Clusters of children living half a world away have the most seasoned global disease experts stumped.
The children have an epileptic encephalopathy called nodding syndrome, a neurological condition for which there is no known cause and that affects thousands in rural African villages, according to Dr. Scott F. Dowell, director of the division of global disease detection and emergency response at the Center for Global Health (CGH), Centers for Disease Control and Prevention.
Dowell and Dr. James Sejvar, a CGH medical officer, shared what is known to date about the mysterious condition at a recent grand rounds session sponsored by the National Institute of Neurological Disorders and Stroke. Dowell reviewed findings from 4 case-control studies involving 486 subjects including 121 age- and village-matched case-control pairs in South Sudan and 122 pairs in Uganda. Some 10 investigations have been conducted; only the 4 have been case controlled.
Dr. Scott F. Dowell (l) and Dr. James Sejvar, both of the Centers for Disease Control and Prevention, field questions about nodding syndrome at their grand rounds presentations on the mysterious illness that affects children in rural African villages.
Dr. Avindra Nath, NINDS clinical director, said the forthcoming vitamin B6 trial will provide an opportunity to follow patients prospectively and to collect biological samples from well-characterized patients.
Photos: Bill Branson
Initially described in Tanzania during the 1960s, the syndrome causes children to experience epileptic episodes that involve nodding their heads forward 10 to 15 times a minute in a non-rhythmic fashion for about 5 minutes during which they do not respond to commands, Sejvar explained. EEG findings from his case-control study in Uganda confirmed the presence of atonic seizures.
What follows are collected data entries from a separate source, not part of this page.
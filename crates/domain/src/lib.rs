//! # AdSync Domain
//!
//! Business domain types and models for AdSync.
//!
//! This crate contains:
//! - Mirrored entities (`AdAccount`, `Campaign`) and their upstream shapes
//! - The sync error taxonomy and Result alias
//! - Configuration structures
//! - Domain constants (upstream field sets, id prefix, defaults)
//!
//! ## Architecture
//! - No dependencies on other AdSync crates
//! - Only external dependencies allowed
//! - Pure domain models and data structures

pub mod config;
pub mod constants;
pub mod errors;
pub mod macros;
pub mod types;

// Re-export commonly used items
pub use config::*;
pub use errors::*;
pub use types::*;
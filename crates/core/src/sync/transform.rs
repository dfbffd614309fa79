//! Record transformer
//!
//! Pure conversion from upstream JSON records into local rows. A record that
//! cannot be coerced is logged, counted and skipped; it never aborts the
//! batch.

use adsync_domain::constants::{ACCOUNT_ID_PREFIX, MINOR_UNIT_SCALE};
use adsync_domain::{
    AdAccount, AdSyncError, Campaign, CampaignStatus, RawAccount, RawCampaign, Result, SyncEntity,
};
use rust_decimal::Decimal;
use serde::de::DeserializeOwned;
use serde_json::Value;
use tracing::warn;

/// Rows produced from one upstream page.
#[derive(Debug, Clone, PartialEq, Eq)]
pub struct TransformOutcome<T> {
    pub records: Vec<T>,
    /// Number of malformed records that were skipped.
    pub skipped: usize,
}

/// Transform a page of upstream ad accounts for `user_id`.
pub fn transform_accounts(raw: Vec<Value>, user_id: &str, now: i64) -> TransformOutcome<AdAccount> {
    transform_page(raw, SyncEntity::AdAccounts, |value| {
        let record: RawAccount = decode(value)?;
        transform_account(record, user_id, now)
    })
}

/// Transform a page of upstream campaigns owned by `account_id`.
pub fn transform_campaigns(raw: Vec<Value>, account_id: &str, now: i64) -> TransformOutcome<Campaign> {
    transform_page(raw, SyncEntity::Campaigns, |value| {
        let record: RawCampaign = decode(value)?;
        Ok(transform_campaign(record, account_id, now))
    })
}

/// Map one decoded account to its local row.
pub fn transform_account(raw: RawAccount, user_id: &str, now: i64) -> Result<AdAccount> {
    let id = strip_account_prefix(&raw.id);
    if id.is_empty() {
        return Err(AdSyncError::InvalidUpstreamRecord(format!(
            "account id '{}' has nothing after the prefix",
            raw.id
        )));
    }

    Ok(AdAccount {
        id: id.to_string(),
        user_id: user_id.to_string(),
        name: raw.name,
        currency: raw.currency,
        timezone: raw.timezone_name,
        created_at: now,
        updated_at: now,
    })
}

/// Map one decoded campaign to its local row.
pub fn transform_campaign(raw: RawCampaign, account_id: &str, now: i64) -> Campaign {
    Campaign {
        id: raw.id,
        account_id: account_id.to_string(),
        name: raw.name,
        status: CampaignStatus::from_upstream(raw.status.as_deref()),
        daily_budget: raw.daily_budget.map(minor_to_major),
        start_time: raw.start_time,
        end_time: raw.end_time,
        objective: raw.objective,
        created_at: now,
        updated_at: now,
    }
}

/// Convert minor units (cents) to major units: `2550` becomes `25.50`.
pub fn minor_to_major(minor: i64) -> Decimal {
    Decimal::new(minor, MINOR_UNIT_SCALE)
}

/// Remove the upstream `act_` prefix if present.
pub fn strip_account_prefix(id: &str) -> &str {
    id.strip_prefix(ACCOUNT_ID_PREFIX).unwrap_or(id)
}

/// Validate a caller-supplied ad account id and return its storage key.
///
/// Accepts `act_<digits>` or bare `<digits>`.
pub fn normalize_account_id(raw: &str) -> Result<String> {
    let key = strip_account_prefix(raw.trim());
    if key.is_empty() || !key.bytes().all(|b| b.is_ascii_digit()) {
        return Err(AdSyncError::InvalidInput(format!("invalid ad account id: '{raw}'")));
    }
    Ok(key.to_string())
}

fn transform_page<T, F>(raw: Vec<Value>, entity: SyncEntity, mut convert: F) -> TransformOutcome<T>
where
    F: FnMut(Value) -> Result<T>,
{
    let mut records = Vec::with_capacity(raw.len());
    let mut skipped = 0;

    for (index, value) in raw.into_iter().enumerate() {
        match convert(value) {
            Ok(record) => records.push(record),
            Err(err) => {
                skipped += 1;
                warn!(%entity, index, error = %err, "skipping malformed upstream record");
            }
        }
    }

    TransformOutcome { records, skipped }
}

fn decode<T: DeserializeOwned>(value: Value) -> Result<T> {
    serde_json::from_value(value).map_err(|err| AdSyncError::InvalidUpstreamRecord(err.to_string()))
}

#[cfg(test)]
mod tests {
    use std::str::FromStr;

    use serde_json::json;

    use super::*;

    const NOW: i64 = 1_700_000_000;

    #[test]
    fn account_prefix_is_stripped() {
        let outcome = transform_accounts(
            vec![json!({
                "id": "act_123456",
                "name": "Main",
                "currency": "USD",
                "timezone_name": "America/Los_Angeles"
            })],
            "user-1",
            NOW,
        );

        assert_eq!(outcome.skipped, 0);
        let account = &outcome.records[0];
        assert_eq!(account.id, "123456");
        assert_eq!(account.user_id, "user-1");
        assert_eq!(account.name.as_deref(), Some("Main"));
        assert_eq!(account.currency.as_deref(), Some("USD"));
        assert_eq!(account.timezone.as_deref(), Some("America/Los_Angeles"));
        assert_eq!(account.updated_at, NOW);
    }

    #[test]
    fn account_without_prefix_passes_through() {
        let outcome = transform_accounts(vec![json!({ "id": "987" })], "user-1", NOW);
        assert_eq!(outcome.records[0].id, "987");
    }

    #[test]
    fn bare_prefix_account_is_skipped() {
        let outcome = transform_accounts(vec![json!({ "id": "act_" })], "user-1", NOW);
        assert!(outcome.records.is_empty());
        assert_eq!(outcome.skipped, 1);
    }

    #[test]
    fn malformed_records_are_counted_not_fatal() {
        let outcome = transform_accounts(
            vec![
                json!({ "id": "act_1", "name": "ok" }),
                json!("not an object"),
                json!({ "name": "missing id" }),
                json!({ "id": "act_2", "currency": 840 }),
                json!({ "id": "act_3" }),
            ],
            "user-1",
            NOW,
        );

        let ids: Vec<_> = outcome.records.iter().map(|a| a.id.as_str()).collect();
        assert_eq!(ids, vec!["1", "3"]);
        assert_eq!(outcome.skipped, 3);
    }

    #[test]
    fn campaign_budget_is_converted_to_major_units() {
        let outcome = transform_campaigns(
            vec![
                json!({ "id": "c1", "name": "With budget", "status": "ACTIVE", "daily_budget": "2550" }),
                json!({ "id": "c2", "name": "No budget", "status": "PAUSED", "daily_budget": null }),
                json!({ "id": "c3", "name": "Missing budget" }),
            ],
            "42",
            NOW,
        );

        assert_eq!(outcome.skipped, 0);
        assert_eq!(outcome.records[0].daily_budget, Some(Decimal::from_str("25.50").unwrap()));
        assert_eq!(outcome.records[0].daily_budget.unwrap().to_string(), "25.50");
        assert_eq!(outcome.records[1].daily_budget, None);
        assert_eq!(outcome.records[2].daily_budget, None);
    }

    #[test]
    fn campaign_status_defaults_to_archived() {
        let outcome = transform_campaigns(
            vec![
                json!({ "id": "1", "name": "a", "status": "ACTIVE" }),
                json!({ "id": "2", "name": "b", "status": "PAUSED" }),
                json!({ "id": "3", "name": "c", "status": "DELETED" }),
                json!({ "id": "4", "name": "d", "status": "" }),
                json!({ "id": "5", "name": "e" }),
            ],
            "42",
            NOW,
        );

        let statuses: Vec<_> = outcome.records.iter().map(|c| c.status).collect();
        assert_eq!(
            statuses,
            vec![
                CampaignStatus::Active,
                CampaignStatus::Paused,
                CampaignStatus::Archived,
                CampaignStatus::Archived,
                CampaignStatus::Archived,
            ]
        );
    }

    #[test]
    fn campaign_passes_through_times_and_objective() {
        let outcome = transform_campaigns(
            vec![json!({
                "id": "120200000001",
                "name": "Spring",
                "status": "ACTIVE",
                "start_time": "2024-03-01T00:00:00-0800",
                "end_time": "2024-03-31T23:59:59-0700",
                "objective": "OUTCOME_TRAFFIC"
            })],
            "42",
            NOW,
        );

        let campaign = &outcome.records[0];
        assert_eq!(campaign.account_id, "42");
        assert_eq!(campaign.start_time.as_deref(), Some("2024-03-01T00:00:00-0800"));
        assert_eq!(campaign.end_time.as_deref(), Some("2024-03-31T23:59:59-0700"));
        assert_eq!(campaign.objective.as_deref(), Some("OUTCOME_TRAFFIC"));
        assert_eq!(campaign.created_at, NOW);
    }

    #[test]
    fn campaign_with_bad_budget_or_no_name_is_skipped() {
        let outcome = transform_campaigns(
            vec![
                json!({ "id": "1", "name": "ok", "daily_budget": 100 }),
                json!({ "id": "2", "name": "fractional", "daily_budget": "10.5" }),
                json!({ "id": "3" }),
            ],
            "42",
            NOW,
        );

        assert_eq!(outcome.records.len(), 1);
        assert_eq!(outcome.records[0].daily_budget.unwrap().to_string(), "1.00");
        assert_eq!(outcome.skipped, 2);
    }

    #[test]
    fn minor_to_major_keeps_two_decimals() {
        assert_eq!(minor_to_major(2550).to_string(), "25.50");
        assert_eq!(minor_to_major(0).to_string(), "0.00");
        assert_eq!(minor_to_major(7).to_string(), "0.07");
    }

    #[test]
    fn normalize_account_id_accepts_both_forms() {
        assert_eq!(normalize_account_id("act_123456").unwrap(), "123456");
        assert_eq!(normalize_account_id("123456").unwrap(), "123456");
        assert_eq!(normalize_account_id(" act_9 ").unwrap(), "9");
    }

    #[test]
    fn normalize_account_id_rejects_garbage() {
        for raw in ["", "act_", "act_12a", "../me", "12 34"] {
            assert!(
                matches!(normalize_account_id(raw), Err(AdSyncError::InvalidInput(_))),
                "expected rejection for {raw:?}"
            );
        }
    }
}
//! Infrastructure error handling

pub mod conversions;

pub use conversions::InfraError;
//! Application constants
//!
//! Centralized location for the upstream contract and the defaults used when
//! no configuration overrides them.

// Upstream (Meta Graph API) contract
pub const DEFAULT_GRAPH_API_BASE: &str = "https://graph.facebook.com";
pub const DEFAULT_GRAPH_API_VERSION: &str = "v18.0";
pub const AD_ACCOUNT_FIELDS: &str = "id,name,currency,timezone_name";
pub const CAMPAIGN_FIELDS: &str = "id,name,status,daily_budget,start_time,end_time,objective";

/// Prefix the upstream puts in front of ad account ids (`act_123456`).
pub const ACCOUNT_ID_PREFIX: &str = "act_";

/// Upstream budgets are reported in minor units (cents): two decimal places.
pub const MINOR_UNIT_SCALE: u32 = 2;

// Runtime defaults
pub const DEFAULT_BIND_ADDR: &str = "127.0.0.1:8787";
pub const DEFAULT_DB_PATH: &str = "adsync.db";
pub const DEFAULT_DB_POOL_SIZE: u32 = 8;
pub const DEFAULT_UPSTREAM_TIMEOUT_SECS: u64 = 30;
pub const USER_AGENT: &str = concat!("adsync/", env!("CARGO_PKG_VERSION"));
The nodding episodes are most often triggered by the aroma of food or exposure to cold weather, suggesting that the cause of the episodes may have a reflexive component, Dowell added.
Within a few years, most children with the syndrome progressively worsen. The nodding episodes, which at first occur a few times a week, start happening several times a day and are increasingly followed by general confusion, incontinence and lethargy. Eventually, multiple seizure types develop involving convulsions and staring spells. Mental capacity greatly diminishes and school performance declines. Some families resort to securing the children to trees to keep them from wandering and harming themselves by drowning, falling or fire exposure. Early mortality is common, though it is not clear at this point if the deaths are due to the syndrome’s progression or the circumstances that it creates.
Children with the syndrome generally are reported to be healthy until nodding episodes begin. Fully 93 percent of the children evaluated in Uganda were ages 5 to 15 years, Dowell said.
Geographically, the cases are concentrated in rural pockets of South Sudan, Uganda and Tanzania, affecting as many as 40 per thousand children in some villages. Yet these clusters are separated by hundreds of kilometers with no known cases. Urban populations appear unaffected.
Among the speculated causes of nodding syndrome is Onchocerca volvulus, an infection spread by blackflies that breed in fast-flowing streams and then inject their larvae into a human host. That same parasite causes onchocerciasis, otherwise known as river blindness, which is endemic in regions where nodding syndrome also is prevalent. In one of the case-control studies in South Sudan, Onchocerca infection was more common among the 38 cases compared to controls (76 percent vs. 47 percent).
Genetics also may be a contributing factor; polygamy is practiced in the regions. A genetic mutation that, for example, makes some children less responsive to ivermectin, the treatment commonly used for onchocerciasis, could quickly gain a foothold in populations where polygamy or inbreeding is practiced.
Many of the affected communities were displaced by civil war conflicts in the late 1990s and toxin exposure during that period cannot be ruled out. Consumption of improperly prepared cassava root, a common staple in the region, can lead to cyanide poisioning.
Another hypothesis involves nutritional deficiencies. In at least two of the case-control studies, children with nodding syndrome were more likely than controls to have vitamin B6 (pyridoxine) deficiencies. This is intriguing, Dowell said, because pyridoxine-dependent seizures are known to resolve with vitamin B6 supplementation. However, most of these types of seizures begin before age 3 years, so the relevance of vitamin B6 deficiency in terms of nodding syndrome is still unclear.
As part of a general intervention, many of the children have been taking a multivitamin, but therapeutic levels may be several 100-fold higher. A clinical trial to investigate the effects of therapeutic levels of vitamin B6 among children with the syndrome is set to launch in 2013.
Dr. Avindra Nath, NINDS clinical director, said the vitamin B6 trial is an excellent idea. While it may not lead to a silver-bullet treatment, “it will certainly be an opportunity to follow patients prospectively and collect biological samples from well-characterized patients, all of which will be very useful in studying the disease.”